Search the entries below for the word "domain", then copy each line in which it is found.

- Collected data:
___

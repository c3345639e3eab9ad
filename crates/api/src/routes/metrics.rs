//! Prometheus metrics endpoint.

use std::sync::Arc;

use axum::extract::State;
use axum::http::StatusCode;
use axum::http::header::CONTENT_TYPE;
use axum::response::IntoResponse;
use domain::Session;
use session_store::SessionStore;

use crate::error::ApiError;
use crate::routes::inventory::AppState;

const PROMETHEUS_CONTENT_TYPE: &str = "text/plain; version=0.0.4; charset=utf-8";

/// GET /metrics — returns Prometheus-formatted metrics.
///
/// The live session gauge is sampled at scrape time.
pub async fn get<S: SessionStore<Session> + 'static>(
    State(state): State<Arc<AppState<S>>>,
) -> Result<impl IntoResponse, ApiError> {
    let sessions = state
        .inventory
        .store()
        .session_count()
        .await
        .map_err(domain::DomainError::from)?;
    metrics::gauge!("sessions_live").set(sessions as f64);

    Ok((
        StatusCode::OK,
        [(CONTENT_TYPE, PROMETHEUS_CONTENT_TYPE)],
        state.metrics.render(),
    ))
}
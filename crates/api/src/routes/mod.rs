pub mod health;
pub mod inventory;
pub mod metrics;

___

- The answer:
use domain::Session;
        .map_err(domain::DomainError::from)?;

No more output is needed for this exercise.